Relational Database Model Example

For clarity, we will give a simple example of a relational database model consisting of two entities. There is a table called "Deanery".

You need to make connections to get a full-fledged relational database. The record "IN-41", like "IN-72", may be present more than once in the "Dean's office" plate, also the surname, name and patronymic of students in rare cases may coincide, so these fields cannot be made a primary key. Let's show the entity "Students".

As we can see, the types of fields in relational databases are completely different. There are both digital and symbolic entries. Therefore, the values \u200b\u200bof integer, char, vachar, date and others should be specified in the attribute settings. In the "Dean's office" table, only the student ID is a unique value. This field can be taken as a primary key. Name, group and phone number from the "Students" entity can be taken as a foreign key referring to the student ID. Connection established. This is an example of a one-to-one relationship model. Hypothetically, one of the tables is superfluous, they can be easily combined into one entity. To prevent student ID numbers from becoming generally known, the existence of two tables is quite realistic.

Database (DB) -it is a named set of structured data related to a specific subject area and intended for storage, accumulation and processing by a computer.

Relational Database (RDB) is a set of relations whose names coincide with the names of the schema in the database schema.

Basic conceptsrelational databases:

· Data type - the type of values \u200b\u200bof a particular column.

· Domain (domain) is the set of all valid attribute values.

· Attribute (attribute) - the heading of the table column that characterizes the named property of the object, for example, the student's surname, the date of the order, the gender of the employee, etc.

· Tuple - a table row, which is a collection of values \u200b\u200bof logically related attributes.

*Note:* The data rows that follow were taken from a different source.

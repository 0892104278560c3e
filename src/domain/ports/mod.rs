//! Domain Ports (Interfaces)
//!
//! These traits define the boundaries of the domain layer.
//! Infrastructure layer provides concrete implementations.

pub mod asset_transformer;
pub mod command_runner;
pub mod publish_events;
pub mod remote_connector;
pub mod remote_file_system;
pub mod remote_shell;

pub use asset_transformer::{AssetKind, AssetTransformer};
pub use command_runner::{CommandError, CommandOutput, CommandRunner, CommandSpec};
pub use publish_events::{NoopEventSink, PublishEvent, PublishEventSink, Stage};
pub use remote_connector::RemoteConnector;
pub use remote_file_system::{RemoteEntry, RemoteEntryKind, RemoteFileSystem, TransferError};
pub use remote_shell::{RemoteCommandResult, RemoteShell};
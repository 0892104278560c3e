//! RemoteConnector port - opens the two remote sessions
//!
//! The file-transfer session and the command session are independent
//! connections. Each is disconnected when the returned box is dropped.

use crate::config::UploadConfig;

use super::remote_file_system::{RemoteFileSystem, TransferError};
use super::remote_shell::RemoteShell;

pub trait RemoteConnector {
    fn open_transfer(
        &self,
        upload: &UploadConfig,
    ) -> Result<Box<dyn RemoteFileSystem>, TransferError>;

    fn open_shell(&self, upload: &UploadConfig) -> Result<Box<dyn RemoteShell>, TransferError>;
}
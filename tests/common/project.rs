//! Isolated project directory builder.

use std::fs;
use std::path::{Path, PathBuf};
use std::sync::Arc;

use tempfile::TempDir;

use publisher::Publisher;

use super::fakes::{FakeBuild, FakeConnector, MarkingTransformer, RecordingSink};

/// Temporary project root holding a `.publisher` manifest and output files
pub struct TestProject {
    dir: TempDir,
}

impl TestProject {
    pub fn new() -> Self {
        Self {
            dir: TempDir::new().unwrap(),
        }
    }

    pub fn with_manifest(manifest: &str) -> Self {
        let project = Self::new();
        project.write(".publisher", manifest);
        project
    }

    pub fn root(&self) -> &Path {
        self.dir.path()
    }

    pub fn path(&self, relative: &str) -> PathBuf {
        self.dir.path().join(relative)
    }

    pub fn write(&self, relative: &str, content: &str) -> &Self {
        let path = self.path(relative);
        if let Some(parent) = path.parent() {
            fs::create_dir_all(parent).unwrap();
        }
        fs::write(path, content).unwrap();
        self
    }

    pub fn read(&self, relative: &str) -> String {
        fs::read_to_string(self.path(relative)).unwrap()
    }
}

/// Fakes wired into a `Publisher`, kept around for assertions
pub struct Harness {
    pub build: FakeBuild,
    pub transformer: MarkingTransformer,
    pub connector: FakeConnector,
    pub events: RecordingSink,
}

impl Harness {
    pub fn new() -> Self {
        Self::with(FakeBuild::succeeding(), FakeConnector::new())
    }

    pub fn with(build: FakeBuild, connector: FakeConnector) -> Self {
        Self {
            build,
            transformer: MarkingTransformer::new(),
            connector,
            events: RecordingSink::new(),
        }
    }

    pub fn publisher(&self) -> Publisher {
        Publisher::new(
            Arc::new(self.build.clone()),
            Arc::new(self.transformer.clone()),
            Arc::new(self.connector.clone()),
        )
        .with_events(Arc::new(self.events.clone()))
    }
}
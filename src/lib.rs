//! Publisher - build, minify and mirror a project to a remote host
//!
//! One command runs the project's build tool, minifies CSS and JS assets in
//! the output, replaces the remote destination with the output tree over SSH
//! and runs post-deploy commands there. Everything is driven by the
//! `.publisher` manifest in the project root.

pub mod application;
pub mod config;
pub mod domain;
pub mod error;
pub mod infrastructure;
pub mod presentation;

// Re-exports for convenience
pub use application::{PublishReport, Publisher};
pub use config::{PublishConfig, UploadConfig};
pub use error::{PublishError, PublishResult};
//! File transfer over an SSH session
//!
//! Implements the RemoteFileSystem port with plain POSIX commands run through
//! the session's control master.

use std::io::Read;

use crate::domain::ports::{RemoteEntry, RemoteFileSystem, TransferError};
use crate::domain::value_objects::join_remote;

use super::session::{shell_quote, SshSession};

/// File-transfer client bound to its own SSH session
pub struct SshFileTransfer {
    session: SshSession,
}

impl SshFileTransfer {
    pub fn new(session: SshSession) -> Self {
        Self { session }
    }

    fn run(&self, operation: &'static str, path: &str, command: &str) -> Result<String, TransferError> {
        let output = self.session.exec(command)?;
        if !output.success() {
            return Err(TransferError::remote(operation, path, output.stderr.trim()));
        }
        Ok(output.stdout)
    }

    /// Parse `ls -1Ap` output: one name per line, directories end with `/`.
    fn parse_listing(dir: &str, listing: &str) -> Vec<RemoteEntry> {
        listing
            .lines()
            .filter(|line| !line.is_empty())
            .map(|line| match line.strip_suffix('/') {
                Some(name) => RemoteEntry::directory(name, join_remote(dir, name)),
                None => RemoteEntry::file(line, join_remote(dir, line)),
            })
            .filter(|entry| !entry.is_pseudo())
            .collect()
    }
}

impl RemoteFileSystem for SshFileTransfer {
    fn list(&self, dir: &str) -> Result<Vec<RemoteEntry>, TransferError> {
        let quoted = shell_quote(dir);
        let command = format!("if [ -d {q} ]; then ls -1Ap {q}; fi", q = quoted);
        let listing = self.run("list", dir, &command)?;
        Ok(Self::parse_listing(dir, &listing))
    }

    fn create_dir(&self, path: &str) -> Result<(), TransferError> {
        self.run("mkdir", path, &format!("mkdir -p {}", shell_quote(path)))
            .map(|_| ())
    }

    fn remove_file(&self, path: &str) -> Result<(), TransferError> {
        self.run("rm", path, &format!("rm -f {}", shell_quote(path)))
            .map(|_| ())
    }

    fn remove_dir(&self, path: &str) -> Result<(), TransferError> {
        self.run("rmdir", path, &format!("rmdir {}", shell_quote(path)))
            .map(|_| ())
    }

    fn upload(&self, source: &mut dyn Read, path: &str) -> Result<(), TransferError> {
        let command = format!("cat > {}", shell_quote(path));
        let output = self.session.exec_with_input(&command, source)?;
        if !output.success() {
            return Err(TransferError::remote("upload", path, output.stderr.trim()));
        }
        Ok(())
    }
}
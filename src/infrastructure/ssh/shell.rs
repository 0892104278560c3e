//! Remote command execution over an SSH session

use crate::domain::ports::{RemoteCommandResult, RemoteShell, TransferError};

use super::session::SshSession;

pub struct SshShell {
    session: SshSession,
}

impl SshShell {
    pub fn new(session: SshSession) -> Self {
        Self { session }
    }
}

impl RemoteShell for SshShell {
    fn run(&self, command: &str) -> Result<RemoteCommandResult, TransferError> {
        let output = self.session.exec(command)?;
        Ok(RemoteCommandResult {
            command: command.to_string(),
            exit_status: output.status,
            output: output.stdout,
            error: output.stderr,
        })
    }
}
//! Manifest model and loading
//!
//! The manifest is a JSON file named `.publisher` in the project root.
//! It is read once at start and never mutated afterwards.

mod loader;
mod types;

pub use loader::{
    load, load_with_warnings, manifest_path, parse, ConfigWarning, MANIFEST_FILE_NAME,
};
pub use types::{Authentication, HostSpec, PublishConfig, UploadConfig, DEFAULT_SSH_PORT};
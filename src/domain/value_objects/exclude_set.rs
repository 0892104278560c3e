//! Exclude set value object
//!
//! Relative paths (posix separators, case-sensitive, exact match) that the
//! mirror neither deletes remotely nor uploads.

use std::collections::BTreeSet;

/// Set of relative paths exempted from mirroring.
///
/// Entries are compared as exact relative paths, never as globs. An entry
/// naming a directory also shields everything below it (see [`ExcludeSet::covers`]).
#[derive(Debug, Clone, Default, PartialEq, Eq)]
pub struct ExcludeSet {
    entries: BTreeSet<String>,
}

impl ExcludeSet {
    pub fn new() -> Self {
        Self::default()
    }

    /// Normalise a configured entry: `\` becomes `/`, surrounding `/` are dropped.
    fn normalize(entry: &str) -> String {
        entry.replace('\\', "/").trim_matches('/').to_string()
    }

    pub fn insert(&mut self, entry: impl AsRef<str>) {
        let entry = Self::normalize(entry.as_ref());
        if !entry.is_empty() {
            self.entries.insert(entry);
        }
    }

    /// Exact match of a relative path against the set
    pub fn contains(&self, relative: &str) -> bool {
        self.entries.contains(relative)
    }

    /// True when `relative` or one of its ancestors is in the set
    pub fn covers(&self, relative: &str) -> bool {
        if self.contains(relative) {
            return true;
        }
        relative
            .match_indices('/')
            .any(|(idx, _)| self.entries.contains(&relative[..idx]))
    }

    pub fn len(&self) -> usize {
        self.entries.len()
    }

    pub fn is_empty(&self) -> bool {
        self.entries.is_empty()
    }

    pub fn iter(&self) -> impl Iterator<Item = &str> {
        self.entries.iter().map(String::as_str)
    }
}

impl<S: AsRef<str>> FromIterator<S> for ExcludeSet {
    fn from_iter<I: IntoIterator<Item = S>>(iter: I) -> Self {
        let mut set = Self::new();
        for entry in iter {
            set.insert(entry);
        }
        set
    }
}
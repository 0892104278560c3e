//! Publish Event Port
//!
//! Provides an observable interface for a publish run.
//! Enables progress reporting, JSON event streams, and test assertions.

use std::path::PathBuf;

/// Pipeline stage, in execution order
#[derive(Debug, Clone, Copy, PartialEq, Eq)]
pub enum Stage {
    LoadingConfig,
    Building,
    Minifying,
    CleaningRemote,
    Uploading,
    CleaningLocal,
    PostCommands,
}

impl Stage {
    /// Heading printed when the stage starts
    pub fn heading(self) -> &'static str {
        match self {
            Stage::LoadingConfig => "Loading publish configuration...",
            Stage::Building => "Publishing...",
            Stage::Minifying => "Minifying assets...",
            Stage::CleaningRemote => "Cleaning up remote...",
            Stage::Uploading => "Publishing content...",
            Stage::CleaningLocal => "Cleaning up local...",
            Stage::PostCommands => "Executing post publish commands...",
        }
    }

    /// Stable identifier for machine-readable output
    pub fn id(self) -> &'static str {
        match self {
            Stage::LoadingConfig => "config",
            Stage::Building => "build",
            Stage::Minifying => "minify",
            Stage::CleaningRemote => "remote_cleanup",
            Stage::Uploading => "upload",
            Stage::CleaningLocal => "local_cleanup",
            Stage::PostCommands => "post_commands",
        }
    }
}

/// Event emitted during a publish run
#[derive(Debug, Clone, PartialEq, Eq)]
pub enum PublishEvent {
    StageStarted(Stage),

    /// Non-fatal manifest problem
    ConfigWarning { message: String },

    /// File rewritten in place by a minify transform
    Minified { path: PathBuf },

    /// Remote file or directory about to be deleted
    RemoteDeleted { path: String },

    /// Remote or local path skipped because of the exclude set
    Excluded { path: String },

    DirectoryCreated { path: String },

    FileUploaded { path: String },

    /// Post-deploy command finished (whatever its exit status)
    CommandExecuted {
        command: String,
        exit_status: Option<i32>,
        output: Option<String>,
    },

    Completed {
        minified: usize,
        uploaded: usize,
        deleted: usize,
    },
}

/// Trait for receiving publish events
///
/// Implementations:
/// - ConsoleEventSink: human-readable progress
/// - JsonEventSink: NDJSON event stream for CI
/// - NoopEventSink: silent operation
pub trait PublishEventSink {
    fn on_event(&self, event: PublishEvent);
}

/// No-op event sink for silent operation
pub struct NoopEventSink;

impl PublishEventSink for NoopEventSink {
    fn on_event(&self, _event: PublishEvent) {}
}
//! Domain Layer
//!
//! Types and interfaces shared by every pipeline stage, without I/O.
//!
//! ## Structure
//!
//! - `value_objects/` - Immutable value types (ExcludeSet, relative path helpers)
//! - `ports/` - Interface definitions for infrastructure (processes, SSH, minifier, events)
//!
//! All process, network and transform I/O goes through the trait-defined ports
//! so the pipeline can run against in-memory fakes.

pub mod ports;
pub mod value_objects;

· Attitude (relation) - a table reflecting information about objects in the real world, for example, about students, orders, employees, residents, etc.

· Primary key (primary key) - a field (or set of fields) in a table that uniquely identifies each of its records.

· Alternate key Is a field (or set of fields) that does not match the primary key and uniquely identifies an instance of a record.

· External key Is a field (or set of fields) whose values \u200b\u200bmatch the existing primary key values \u200b\u200bof another table. When linking two tables, the foreign key of the second table is linked to the primary key of the first table.

· Relational Data Model (RDM)- data organization in the form of two-dimensional tables.

Each relational table must have the following properties:

1. Each record of the table is unique, i.e. the set of values \u200b\u200bacross the fields is not repeated.

2. Each value written at the intersection of a row and a column is atomic (inseparable).

3. The values \u200b\u200bof each field must be of the same type.

4. Each field has a unique name.

5. The order of the records is not essential.

The main elements of the database:

Field - an elementary unit of logical organization of data. The following characteristics are used to describe the field:

· Name, for example, last name, first name, patronymic, date of birth;

· Type, for example, string, character, numeric, date;

· Length, for example, in bytes;

· Precision for numeric data, for example, two decimal places to display the fractional part of a number.

Recording - a set of values \u200b\u200bof logically related fields.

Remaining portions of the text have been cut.